Assigned task.
Nothing outside the range below should be printed. Output exactly the lines from the line with "pub struct AggregateRow" to the line with "pub fn new(granularity: Granularity, frame: DataFrame)", both included.

Saved data entries:
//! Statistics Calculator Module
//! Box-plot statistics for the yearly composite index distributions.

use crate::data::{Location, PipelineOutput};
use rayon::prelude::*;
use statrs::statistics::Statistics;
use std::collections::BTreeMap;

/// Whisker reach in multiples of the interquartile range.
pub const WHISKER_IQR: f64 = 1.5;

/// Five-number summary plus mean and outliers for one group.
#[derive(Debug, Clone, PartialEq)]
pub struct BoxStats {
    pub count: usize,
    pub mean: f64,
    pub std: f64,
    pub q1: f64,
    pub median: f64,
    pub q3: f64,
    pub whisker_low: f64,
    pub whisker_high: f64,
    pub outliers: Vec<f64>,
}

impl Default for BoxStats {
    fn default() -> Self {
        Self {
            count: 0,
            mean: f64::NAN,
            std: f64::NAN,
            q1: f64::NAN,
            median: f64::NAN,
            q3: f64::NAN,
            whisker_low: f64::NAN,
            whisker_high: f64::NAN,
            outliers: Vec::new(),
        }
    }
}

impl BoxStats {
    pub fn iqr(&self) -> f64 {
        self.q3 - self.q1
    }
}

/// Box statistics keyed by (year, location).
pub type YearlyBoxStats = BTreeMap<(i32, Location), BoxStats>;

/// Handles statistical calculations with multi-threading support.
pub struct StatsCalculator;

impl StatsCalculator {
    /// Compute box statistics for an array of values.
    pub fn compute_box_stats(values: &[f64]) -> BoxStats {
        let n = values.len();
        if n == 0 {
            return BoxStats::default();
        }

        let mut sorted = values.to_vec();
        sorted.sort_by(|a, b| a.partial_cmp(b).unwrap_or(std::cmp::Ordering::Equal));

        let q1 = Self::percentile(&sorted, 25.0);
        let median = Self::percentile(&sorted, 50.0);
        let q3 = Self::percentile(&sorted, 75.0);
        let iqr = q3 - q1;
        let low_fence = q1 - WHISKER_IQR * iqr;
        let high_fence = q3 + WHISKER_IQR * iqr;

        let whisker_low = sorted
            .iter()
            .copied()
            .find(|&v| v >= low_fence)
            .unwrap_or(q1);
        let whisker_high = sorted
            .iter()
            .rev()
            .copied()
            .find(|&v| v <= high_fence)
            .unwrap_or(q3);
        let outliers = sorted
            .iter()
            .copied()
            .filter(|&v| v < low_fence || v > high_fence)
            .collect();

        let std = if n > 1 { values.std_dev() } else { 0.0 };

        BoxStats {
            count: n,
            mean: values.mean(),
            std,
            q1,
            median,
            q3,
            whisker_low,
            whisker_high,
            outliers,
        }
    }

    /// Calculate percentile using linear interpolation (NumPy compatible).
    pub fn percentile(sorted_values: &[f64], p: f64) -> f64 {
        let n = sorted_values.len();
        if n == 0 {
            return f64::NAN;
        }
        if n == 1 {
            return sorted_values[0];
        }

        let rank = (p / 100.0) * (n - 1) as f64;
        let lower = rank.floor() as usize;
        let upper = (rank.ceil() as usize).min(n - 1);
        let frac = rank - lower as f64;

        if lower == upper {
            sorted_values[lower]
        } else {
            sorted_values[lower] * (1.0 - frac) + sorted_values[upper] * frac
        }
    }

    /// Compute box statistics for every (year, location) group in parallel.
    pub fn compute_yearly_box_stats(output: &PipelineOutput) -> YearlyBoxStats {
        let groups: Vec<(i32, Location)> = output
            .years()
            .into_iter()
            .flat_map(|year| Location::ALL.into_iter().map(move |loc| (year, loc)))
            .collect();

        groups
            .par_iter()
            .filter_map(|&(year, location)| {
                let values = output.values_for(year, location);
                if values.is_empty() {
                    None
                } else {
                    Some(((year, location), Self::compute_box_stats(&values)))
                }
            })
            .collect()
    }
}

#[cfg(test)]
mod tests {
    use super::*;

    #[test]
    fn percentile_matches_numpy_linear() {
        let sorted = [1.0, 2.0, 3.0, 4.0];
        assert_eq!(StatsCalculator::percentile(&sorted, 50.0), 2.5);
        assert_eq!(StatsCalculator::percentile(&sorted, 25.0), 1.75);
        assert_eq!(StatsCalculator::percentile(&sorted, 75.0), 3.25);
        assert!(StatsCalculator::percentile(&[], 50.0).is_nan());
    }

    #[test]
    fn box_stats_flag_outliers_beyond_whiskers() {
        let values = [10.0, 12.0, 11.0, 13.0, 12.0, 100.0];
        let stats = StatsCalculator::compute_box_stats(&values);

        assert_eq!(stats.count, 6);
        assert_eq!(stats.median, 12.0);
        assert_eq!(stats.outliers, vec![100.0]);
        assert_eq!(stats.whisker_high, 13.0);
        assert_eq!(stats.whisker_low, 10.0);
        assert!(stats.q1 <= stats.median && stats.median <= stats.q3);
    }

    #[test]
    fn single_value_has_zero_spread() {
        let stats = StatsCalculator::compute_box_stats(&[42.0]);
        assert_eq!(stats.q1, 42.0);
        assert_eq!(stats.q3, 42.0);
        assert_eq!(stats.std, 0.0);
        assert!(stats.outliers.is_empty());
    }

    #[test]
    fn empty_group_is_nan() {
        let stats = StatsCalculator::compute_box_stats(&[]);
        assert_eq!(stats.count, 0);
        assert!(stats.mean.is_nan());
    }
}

==

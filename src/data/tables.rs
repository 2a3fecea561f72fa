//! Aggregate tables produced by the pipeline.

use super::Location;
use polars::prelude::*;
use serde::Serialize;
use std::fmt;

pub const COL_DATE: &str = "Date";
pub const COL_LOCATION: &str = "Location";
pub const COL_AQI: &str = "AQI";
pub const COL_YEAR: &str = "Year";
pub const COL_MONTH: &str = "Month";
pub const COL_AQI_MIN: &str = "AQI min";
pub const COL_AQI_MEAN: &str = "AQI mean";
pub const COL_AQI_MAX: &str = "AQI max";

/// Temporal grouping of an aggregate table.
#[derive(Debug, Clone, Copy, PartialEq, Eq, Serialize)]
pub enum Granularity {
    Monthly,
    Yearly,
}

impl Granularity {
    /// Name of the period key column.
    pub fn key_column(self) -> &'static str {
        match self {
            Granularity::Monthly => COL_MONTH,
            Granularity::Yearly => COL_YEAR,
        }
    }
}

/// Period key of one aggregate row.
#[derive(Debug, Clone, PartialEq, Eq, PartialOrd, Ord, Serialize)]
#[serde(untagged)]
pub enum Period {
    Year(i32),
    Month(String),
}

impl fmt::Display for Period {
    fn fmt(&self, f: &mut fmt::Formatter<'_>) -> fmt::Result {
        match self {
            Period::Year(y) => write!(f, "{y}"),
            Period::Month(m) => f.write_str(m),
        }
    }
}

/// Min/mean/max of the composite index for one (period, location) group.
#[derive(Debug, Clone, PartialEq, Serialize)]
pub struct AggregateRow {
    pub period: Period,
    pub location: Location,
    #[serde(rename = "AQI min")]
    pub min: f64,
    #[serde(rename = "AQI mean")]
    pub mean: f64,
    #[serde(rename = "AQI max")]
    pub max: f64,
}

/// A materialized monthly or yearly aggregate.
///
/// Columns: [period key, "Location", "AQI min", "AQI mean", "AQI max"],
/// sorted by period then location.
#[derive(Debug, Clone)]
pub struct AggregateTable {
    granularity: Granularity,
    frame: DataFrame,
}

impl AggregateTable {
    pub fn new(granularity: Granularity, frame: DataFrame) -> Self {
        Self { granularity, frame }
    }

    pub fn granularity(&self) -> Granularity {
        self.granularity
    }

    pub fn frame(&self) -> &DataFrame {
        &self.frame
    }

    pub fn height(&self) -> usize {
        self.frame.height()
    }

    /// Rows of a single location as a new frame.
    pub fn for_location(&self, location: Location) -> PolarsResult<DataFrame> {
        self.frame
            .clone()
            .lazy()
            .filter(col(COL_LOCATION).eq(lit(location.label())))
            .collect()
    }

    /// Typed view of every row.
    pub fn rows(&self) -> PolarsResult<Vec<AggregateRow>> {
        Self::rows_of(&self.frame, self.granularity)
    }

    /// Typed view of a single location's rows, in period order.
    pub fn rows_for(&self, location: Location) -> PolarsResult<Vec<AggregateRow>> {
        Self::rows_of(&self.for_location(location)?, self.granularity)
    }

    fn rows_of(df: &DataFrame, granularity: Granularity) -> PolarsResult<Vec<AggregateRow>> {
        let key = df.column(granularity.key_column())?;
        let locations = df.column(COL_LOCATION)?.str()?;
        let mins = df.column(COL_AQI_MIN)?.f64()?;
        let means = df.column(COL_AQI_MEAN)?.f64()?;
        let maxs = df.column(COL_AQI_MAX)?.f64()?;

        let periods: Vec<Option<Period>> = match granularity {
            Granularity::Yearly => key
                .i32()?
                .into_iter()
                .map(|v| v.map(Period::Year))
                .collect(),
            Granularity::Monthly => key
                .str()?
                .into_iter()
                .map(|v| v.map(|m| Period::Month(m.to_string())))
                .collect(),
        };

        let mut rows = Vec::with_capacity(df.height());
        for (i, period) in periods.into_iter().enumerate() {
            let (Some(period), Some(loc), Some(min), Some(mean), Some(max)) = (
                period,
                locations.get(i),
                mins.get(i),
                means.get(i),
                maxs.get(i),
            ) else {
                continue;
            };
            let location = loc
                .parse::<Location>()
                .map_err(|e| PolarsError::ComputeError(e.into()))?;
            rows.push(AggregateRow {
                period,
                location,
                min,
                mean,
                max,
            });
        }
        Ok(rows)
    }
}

The answer.
pub struct AggregateRow {
    pub period: Period,
    pub location: Location,
    #[serde(rename = "AQI min")]
    pub min: f64,
    #[serde(rename = "AQI mean")]
    pub mean: f64,
    #[serde(rename = "AQI max")]
    pub max: f64,
}

/// A materialized monthly or yearly aggregate.
///
/// Columns: [period key, "Location", "AQI min", "AQI mean", "AQI max"],
/// sorted by period then location.
#[derive(Debug, Clone)]
pub struct AggregateTable {
    granularity: Granularity,
    frame: DataFrame,
}

impl AggregateTable {
    pub fn new(granularity: Granularity, frame: DataFrame) -> Self {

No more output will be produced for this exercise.